Buturon
- Names: Preferred IUPAC name 1-but-3-yn-2-yl-3-(4-chlorophenyl)-1-methylurea

Identifiers
- CAS Number: 3766-60-7;
- 3D model (JSmol): Interactive image;
- ChEBI: CHEBI:82199;
- ChEMBL: ChEMBL3185882;
- ChemSpider: 18451;
- ECHA InfoCard: 100.021.080
- KEGG: C19074;
- PubChem CID: 19587;
- UNII: 1961BJU91F;
- CompTox Dashboard (EPA): DTXSID5041699 ;

Properties
- Chemical formula: C_{12}H_{13}ClN_{2}O
- Molar mass: 236.70 g·mol^{−1}
- Appearance: Colourless crystalline solid
- Density: 1.233
- Melting point: 145 °C (293 °F; 418 K)
- Solubility in water: 30 mg/L
- Solubility in acetone: 279 g/L
- Solubility in methanol: 128 g/L
- Solubility in benzene: 9.8 g/L
- Vapor pressure: 0.01 mPa
- Hazards: GHS labelling:
- Pictograms: GHS07: Exclamation mark
- Signal word: Danger
- Hazard statements: H302, H311
- Precautionary statements: P262, P264, P270, P280, P301+P317, P302+P352, P316, P321, P330, P361+P364, P405, P501
- Flash point: >100°C
- LD_{50} (median dose): >1791 mg/kg (rat, oral); 500 mg/kg (rabbit, dermal);

= Buturon =

Buturon is a methylurea, phenylurea herbicide, used to control grassy weeds, largely on cereals. It is now considered obsolete, having been first released as Eptapur in 1962.

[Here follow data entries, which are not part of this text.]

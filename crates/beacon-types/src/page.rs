//! Read-side result types

use serde::{Deserialize, Serialize};
use std::collections::BTreeMap;

use crate::entity::EntityKind;
use crate::record::{Severity, StoredRecord};
use crate::validation::ValidationError;

/// One page of records, newest first
#[derive(Debug, Clone, PartialEq, Eq, Serialize, Deserialize)]
pub struct Page {
    pub records: Vec<StoredRecord>,
    /// Total records matching the query, ignoring limit/offset
    pub total: u64,
    pub limit: usize,
    pub offset: usize,
}

impl Page {
    pub fn ids(&self) -> Vec<crate::RecordId> {
        self.records.iter().map(|r| r.id).collect()
    }

    /// Whether another page exists after this one
    pub fn has_more(&self) -> bool {
        (self.offset.saturating_add(self.records.len()) as u64) < self.total
    }
}

/// Which backend is active
#[derive(Debug, Clone, Copy, PartialEq, Eq, Serialize, Deserialize)]
#[serde(rename_all = "snake_case")]
pub enum EngineKind {
    /// Embedded relational engine in its own worker
    Primary,
    /// In-process transactional key-value store
    Fallback,
}

impl std::fmt::Display for EngineKind {
    fn fmt(&self, f: &mut std::fmt::Formatter<'_>) -> std::fmt::Result {
        match self {
            EngineKind::Primary => write!(f, "primary"),
            EngineKind::Fallback => write!(f, "fallback"),
        }
    }
}

#[derive(Debug, Clone, Copy, PartialEq, Eq, Serialize, Deserialize)]
pub struct BackendInfo {
    pub engine_kind: EngineKind,
    pub approximate_size_bytes: u64,
}

/// Result of a delete-by-id. A missing record is not an error.
#[derive(Debug, Clone, Copy, PartialEq, Eq, Serialize, Deserialize)]
#[serde(rename_all = "snake_case")]
pub enum DeleteOutcome {
    Deleted,
    NotFound,
}

impl DeleteOutcome {
    pub fn is_deleted(self) -> bool {
        matches!(self, DeleteOutcome::Deleted)
    }
}

/// Rows removed from one entity by a prune pass
#[derive(Debug, Clone, Copy, Default, PartialEq, Eq, Serialize, Deserialize)]
pub struct EntityPruneStats {
    /// Removed because older than the cutoff
    pub expired: u64,
    /// Removed because the entity was over its cap
    pub over_cap: u64,
    /// Records left afterwards
    pub remaining: u64,
}

impl EntityPruneStats {
    pub fn removed(&self) -> u64 {
        self.expired + self.over_cap
    }
}

#[derive(Debug, Clone, Default, PartialEq, Eq, Serialize, Deserialize)]
pub struct PruneReport {
    pub entities: BTreeMap<EntityKind, EntityPruneStats>,
}

impl PruneReport {
    pub fn total_removed(&self) -> u64 {
        self.entities.values().map(|s| s.removed()).sum()
    }
}

/// Secondary-index filters
#[derive(Debug, Clone, PartialEq, Eq, Serialize, Deserialize)]
#[serde(rename_all = "snake_case", tag = "by", content = "value")]
pub enum QueryFilter {
    /// Exact url match on captured calls
    Url(String),
    /// Severity match on logged errors
    Severity(Severity),
    /// Exact domain match on script assets
    Domain(String),
}

impl QueryFilter {
    /// The only entity this filter applies to
    pub fn entity(&self) -> EntityKind {
        match self {
            QueryFilter::Url(_) => EntityKind::CapturedCall,
            QueryFilter::Severity(_) => EntityKind::LoggedError,
            QueryFilter::Domain(_) => EntityKind::ScriptAsset,
        }
    }

    pub fn check(&self, kind: EntityKind) -> Result<(), ValidationError> {
        if self.entity() == kind {
            Ok(())
        } else {
            Err(ValidationError::new(
                "filter",
                format!("{:?} does not apply to {}", self, kind),
            ))
        }
    }

    pub fn matches(&self, record: &StoredRecord) -> bool {
        use crate::record::Record;
        match (self, &record.record) {
            (QueryFilter::Url(url), Record::CapturedCall(r)) => &r.url == url,
            (QueryFilter::Severity(s), Record::LoggedError(r)) => r.severity == *s,
            (QueryFilter::Domain(d), Record::ScriptAsset(r)) => &r.domain == d,
            _ => false,
        }
    }
}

Buturon's HRAC classification is Group C (Australia), Group C2 (global) or Group 5 (numeric).

== Soil behaviour==
Buturon rapidly degrades in the environment, and is not persistent, though some metabolites are.

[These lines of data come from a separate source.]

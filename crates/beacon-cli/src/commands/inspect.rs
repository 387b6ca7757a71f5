//! Read-only commands: query, counts, info

use anyhow::{Context, Result};
use beacon_store::StorageCoordinator;
use beacon_types::{EntityKind, QueryFilter, Severity};

/// At most one of the filter flags may be set; clap enforces that
pub fn filter(
    url: Option<String>,
    severity: Option<String>,
    domain: Option<String>,
) -> Result<Option<QueryFilter>> {
    if let Some(url) = url {
        return Ok(Some(QueryFilter::Url(url)));
    }
    if let Some(severity) = severity {
        let severity: Severity = severity.parse().context("Invalid --severity")?;
        return Ok(Some(QueryFilter::Severity(severity)));
    }
    Ok(domain.map(QueryFilter::Domain))
}

pub async fn query(
    coordinator: &StorageCoordinator,
    kind: EntityKind,
    filter: Option<QueryFilter>,
    limit: usize,
    offset: usize,
) -> Result<()> {
    let page = match filter {
        Some(filter) => coordinator.query_filtered(kind, filter, limit, offset).await?,
        None => coordinator.query(kind, limit, offset).await?,
    };
    super::print_json(&page)
}

pub async fn counts(coordinator: &StorageCoordinator) -> Result<()> {
    let counts = coordinator.get_counts().await?;
    super::print_json(&counts)
}

pub async fn info(coordinator: &StorageCoordinator) -> Result<()> {
    let info = coordinator.get_backend_info().await?;
    super::print_json(&info)
}

#[cfg(test)]
mod tests {
    use super::*;

    #[test]
    fn test_filter_from_flags() {
        assert_eq!(filter(None, None, None).unwrap(), None);
        assert_eq!(
            filter(None, Some("warn".into()), None).unwrap(),
            Some(QueryFilter::Severity(Severity::Warn))
        );
        assert_eq!(
            filter(None, None, Some("cdn.example.com".into())).unwrap(),
            Some(QueryFilter::Domain("cdn.example.com".into()))
        );
        assert!(filter(None, Some("fatal".into()), None).is_err());
    }
}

Wheat metabolises about 25% of buturon after seven days. Nutrient deficient plants metabolise it significantly faster though. The main metabolite groups are carbamates, unstable products, a group containing p-chloroacetanilide and conjugates. Nutrient-deficiency also decreases absorption and translocation, which is conjectured to passively rely on the flow of water. Plant metabolism may occur independently in roots and shoots.

Buturon has low volatility.

==Safety==
In a trial on mice given high daily doses of buturon, 100 to 400 mg/kg/day, and for comparison the LD_{50} is 1791 mg/kg, buturon induced postimplantative loss and retardation of development at doses over 300 mg/kg/day, and a dose-dependent trend of cleft palate, wavy or fused ribs and hypoplasia of the upper jaw.

Rats metabolise buturon within 4 days and remove 68% and 20% by urine and faeces respectively.

==Usage==
Buturon is usually sold as a wettable powder, to be applied on berry fruits, maize, vines, and cereals including wheat and barley, to control such weeds as spurge, annual meadow grass and foxtails.

It has been sold under the tradenames Arisan, Basfitox and Eptapur.